Une injustice réparée, en attendant d’autres


Dans une chronique parue en avril 2015, nous avons soulevé l’injustice qui a frappé durant des décennies les grandes figures de la résistance populaire contre l’occupation française de 1832 à 1916.

Aujourd’hui, soit trois ans après, l’appel semble avoir été entendu. Les vénérables héros Bennacer Benchohra et Chérif Boubaghla, ainsi que le grand Cheikh Amoud Ben Mokhtar devraient être heureux dans leurs tombes, après les hommages qui leur ont été rendus sur trois timbres-poste dessinés par Tayeb Laïdi et émis le 5 juillet dernier.
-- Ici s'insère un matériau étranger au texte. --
// ============================================================================
// File: src/lifecycle/mod.rs
// ----------------------------------------------------------------------------
// Start, stop and attach operations for named VMs.
//
// VM state is observed, never stored:
// - Stopped: no hypervisor process carries `-name <vm>`
// - Running: at least one does
// Socket files are a feature signal for attaching, not a lock.
// ============================================================================

use std::collections::BTreeSet;
use std::fs;
use std::io;
use std::path::Path;
use std::sync::Arc;

use log::{debug, error, info, warn};

use crate::compiler::{self, Formatting, Invocation};
use crate::config::{self, DisplayMode, VmConfig};
use crate::error::{QvmError, QvmResult};
use crate::host::{HostProbe, SystemHost};
use crate::paths::SocketPaths;
use crate::registry::{ProcFsQuery, ProcessQuery, ProcessRegistry};
use crate::settings::Settings;

mod launcher;
mod readiness;

pub use launcher::{CommandAttacher, InteractiveAttacher, ProcessLauncher, SystemLauncher};
pub use readiness::Readiness;

/// Outcome of a successful stop
#[derive(Debug, Clone, PartialEq, Eq)]
pub struct StopReport {
    pub name: String,
    pub signalled: BTreeSet<u32>,
}

/// A launched VM, before any viewer is opened
#[derive(Debug, Clone)]
pub struct Started {
    pub name: String,
    pub invocation: Invocation,
    pub display: DisplayMode,
}

/// Orchestrates VM operations over injected collaborators
#[derive(Debug, Clone)]
pub struct LifecycleManager {
    settings: Settings,
    host: Arc<dyn HostProbe>,
    processes: Arc<dyn ProcessQuery>,
    launcher: Arc<dyn ProcessLauncher>,
    attacher: Arc<dyn InteractiveAttacher>,
}

impl LifecycleManager {
    pub fn new(
        settings: Settings,
        host: Arc<dyn HostProbe>,
        processes: Arc<dyn ProcessQuery>,
        launcher: Arc<dyn ProcessLauncher>,
        attacher: Arc<dyn InteractiveAttacher>,
    ) -> Self {
        Self {
            settings,
            host,
            processes,
            launcher,
            attacher,
        }
    }

    /// Manager wired to the live system
    pub fn system(settings: Settings) -> Self {
        let attacher = CommandAttacher::new(settings.monitor_client.clone());
        Self::new(
            settings,
            Arc::new(SystemHost::new()),
            Arc::new(ProcFsQuery::new()),
            Arc::new(SystemLauncher),
            Arc::new(attacher),
        )
    }

    pub fn settings(&self) -> &Settings {
        &self.settings
    }

    fn registry(&self) -> ProcessRegistry<'_> {
        ProcessRegistry::new(self.processes.as_ref(), &self.settings.hypervisor)
    }

    fn sockets(&self, name: &str) -> SocketPaths {
        SocketPaths::new(&self.settings.tmp, name)
    }

    /// Load the config for `name` from the home directory
    pub fn load(&self, name: &str) -> QvmResult<VmConfig> {
        let path = self.settings.config_path(name);
        if !path.exists() {
            return Err(QvmError::ConfigNotFound {
                name: name.to_string(),
                path,
            });
        }
        config::load(&path, &self.settings.load)
    }

    /// Load and compile, reporting degrade warnings
    pub fn compile(&self, name: &str) -> QvmResult<(VmConfig, Invocation)> {
        let config = self.load(name)?;
        let invocation = compiler::compile(name, &config, &self.settings, self.host.as_ref())?;
        for warning in &invocation.warnings {
            warn!("{}", warning);
        }
        Ok((config, invocation))
    }

    /// Rendered invocation, without running it
    pub fn command(&self, name: &str, formatting: Formatting) -> QvmResult<String> {
        let (_, invocation) = self.compile(name)?;
        Ok(invocation.render(formatting))
    }

    /// Compile and launch; returns once the hypervisor has daemonized
    ///
    /// Success means the hypervisor accepted the arguments, not that the
    /// guest is up. No viewer is opened here, see [`Self::open_viewer`].
    pub fn start(&self, name: &str) -> QvmResult<Started> {
        let (config, invocation) = self.compile(name)?;
        self.launch(name, invocation, config.display.mode)
    }

    /// Start from an installer ISO, forcing a window if the VM is headless
    pub fn start_cdrom(&self, name: &str, iso: &str) -> QvmResult<Started> {
        let (config, invocation) = self.compile(name)?;
        self.launch(name, invocation.with_cdrom(iso), config.display.mode)
    }

    /// Open the SPICE viewer for a freshly started VM
    ///
    /// Does nothing for other display modes. A failure here leaves the VM
    /// running.
    pub fn open_viewer(&self, started: &Started, readiness: Readiness) -> QvmResult<()> {
        if started.display != DisplayMode::Spice {
            debug!("'{}' has no SPICE display, not opening a viewer", started.name);
            return Ok(());
        }
        self.attach_display(&started.name, readiness)
    }

    fn launch(
        &self,
        name: &str,
        invocation: Invocation,
        display: DisplayMode,
    ) -> QvmResult<Started> {
        info!("Starting '{}' VM", name);
        self.launcher.run(&invocation.argv(), &self.settings.home)?;
        Ok(Started {
            name: name.to_string(),
            invocation,
            display,
        })
    }

    /// Terminate every process of the VM and remove its sockets
    ///
    /// A failed signal does not stop the remaining ones; the failure is
    /// reported after cleanup.
    pub fn stop(&self, name: &str) -> QvmResult<StopReport> {
        let registry = self.registry();
        let pids = registry.find_running(name)?;
        if pids.is_empty() {
            return Err(QvmError::NotActive {
                name: name.to_string(),
            });
        }

        let mut failed = Vec::new();
        for pid in &pids {
            match registry.terminate(*pid) {
                Ok(()) => debug!("Signalled process {} of '{}'", pid, name),
                Err(e) => {
                    error!("{}", e);
                    failed.push(*pid);
                }
            }
        }

        let sockets = self.sockets(name);
        remove_socket(&sockets.monitor);
        remove_socket(&sockets.spice);

        if !failed.is_empty() {
            return Err(QvmError::SignalFailed {
                name: name.to_string(),
                pids: failed,
            });
        }

        info!("Stopped '{}' VM ({} process(es))", name, pids.len());
        Ok(StopReport {
            name: name.to_string(),
            signalled: pids,
        })
    }

    /// Names of running VMs
    pub fn list(&self) -> QvmResult<BTreeSet<String>> {
        self.registry().list_names()
    }

    /// Connect the terminal to the VM's monitor socket
    pub fn attach_monitor(&self, name: &str, readiness: Readiness) -> QvmResult<()> {
        let socket = self.sockets(name).monitor;
        await_socket(name, "monitor", &socket, readiness)?;
        self.attacher.attach(&socket)
    }

    /// Open the SPICE viewer against the VM's socket
    pub fn attach_display(&self, name: &str, readiness: Readiness) -> QvmResult<()> {
        let sockets = self.sockets(name);
        await_socket(name, "SPICE", &sockets.spice, readiness)?;

        let argv = vec![self.settings.viewer.clone(), sockets.spice_uri()];
        self.launcher.run(&argv, &self.settings.home)
    }
}

fn await_socket(
    name: &str,
    kind: &'static str,
    path: &Path,
    readiness: Readiness,
) -> QvmResult<()> {
    if readiness.wait_for(path) {
        return Ok(());
    }
    if readiness.is_immediate() {
        Err(QvmError::SocketMissing {
            name: name.to_string(),
            kind,
            path: path.to_path_buf(),
        })
    } else {
        Err(QvmError::SocketTimeout {
            name: name.to_string(),
            kind,
            path: path.to_path_buf(),
            waited_ms: readiness.budget().as_millis(),
        })
    }
}

/// Missing files are fine; anything else is logged and ignored
fn remove_socket(path: &Path) {
    match fs::remove_file(path) {
        Ok(()) => debug!("Removed {}", path.display()),
        Err(e) if e.kind() == io::ErrorKind::NotFound => {}
        Err(e) => warn!("Failed to remove {}: {}", path.display(), e),
    }
}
Il fallait surtout attendre avec impatience cet anniversaire de l’indépendance, en dehors duquel aucun autre hommage n’est possible.
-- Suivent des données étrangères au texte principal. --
//! Reading and validating VM config files

use std::fs;
use std::path::Path;

use log::debug;

use crate::error::{QvmError, QvmResult};

use super::schema::VmConfig;

/// Pre-processing and validation switches
#[derive(Debug, Clone, Copy, PartialEq, Eq)]
pub struct LoadOptions {
    /// Drop whole lines starting with `//` before parsing
    pub strip_comments: bool,

    /// Fail when `disks` is empty
    pub require_disks: bool,
}

impl Default for LoadOptions {
    fn default() -> Self {
        Self {
            strip_comments: true,
            require_disks: false,
        }
    }
}

/// Load, parse and validate a config file
pub fn load(path: &Path, options: &LoadOptions) -> QvmResult<VmConfig> {
    debug!("Loading VM config from {}", path.display());

    let raw = fs::read_to_string(path).map_err(|source| QvmError::ConfigUnreadable {
        path: path.to_path_buf(),
        source,
    })?;

    let config = parse(&raw, options).map_err(|source| QvmError::ConfigMalformed {
        path: path.to_path_buf(),
        source,
    })?;

    config.validate(options)?;
    Ok(config)
}

/// Parse config text without validating required fields
pub fn parse(raw: &str, options: &LoadOptions) -> serde_json::Result<VmConfig> {
    if options.strip_comments {
        serde_json::from_str(&strip_comment_lines(raw))
    } else {
        serde_json::from_str(raw)
    }
}

/// Blank out `//` comment lines, keeping line numbers for parse errors
pub fn strip_comment_lines(raw: &str) -> String {
    raw.lines()
        .map(|line| {
            if line.trim_start().starts_with("//") {
                ""
            } else {
                line
            }
        })
        .collect::<Vec<_>>()
        .join("\n")
}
Comme première remarque, on soulève que les trois hommes n’ont pas eu le même traitement. Benchohra a eu droit à un très beau portrait, dans une stature dominante, bien mise en exergue, avec tenue impeccable, barbe bien taillée et regard d’un vrai chef. Ce n’est pas le cas pour Boubaghla qui, bien qu’affichant un sourire optimiste avec son très beau costume, a été presque étouffé par une scène de bataille, mise en avant du tableau, alors qu’il fallait donner plus de valeur au portrait.

Le visage caché derrière un bout de voile, le Cheikh Amoud passe pour un quelconque vieux Targui à la peau cuivrée par le soleil. La deuxième remarque à souligner, et qui n’est pas des moindres, est l’apparition de légendes en anglais sur les timbres (en plus de l’arabe et de tamazight). Une nouveauté qui suscite des interrogations, dont on aura une réponse peut être dans les prochaines émissions. Sans trop s’attarder sur les aspects esthétiques, on ne peut que louer cette initiative classée dans la catégorie des événements philatéliques.

Même si «l’événement dans l’événement» a été sans conteste cette rencontre «amicale» filmée par les caméras des télévisions, entre la ministre des PTIC, Imene Houda Feraoun et le ministre des Moudjahidine, Tayeb Zitouni, réunis autour d’une table pour une signature «hautement symbolique» de cette émission.

Une sorte d’entente après l’embrouille de l’émission qui devait être consacrée aux martyrs le 18 février dernier. Il fallait quand même rappeler que les deux ministres, qui avaient oublié de faire le moindre sourire face aux caméras, appartiennent l’une et l’autre à deux partis (FLN et RND) qu’il est difficile de réunir autour d’une table même amicale. Mais finalement, devons-nous nous réjouir ? En vérité non.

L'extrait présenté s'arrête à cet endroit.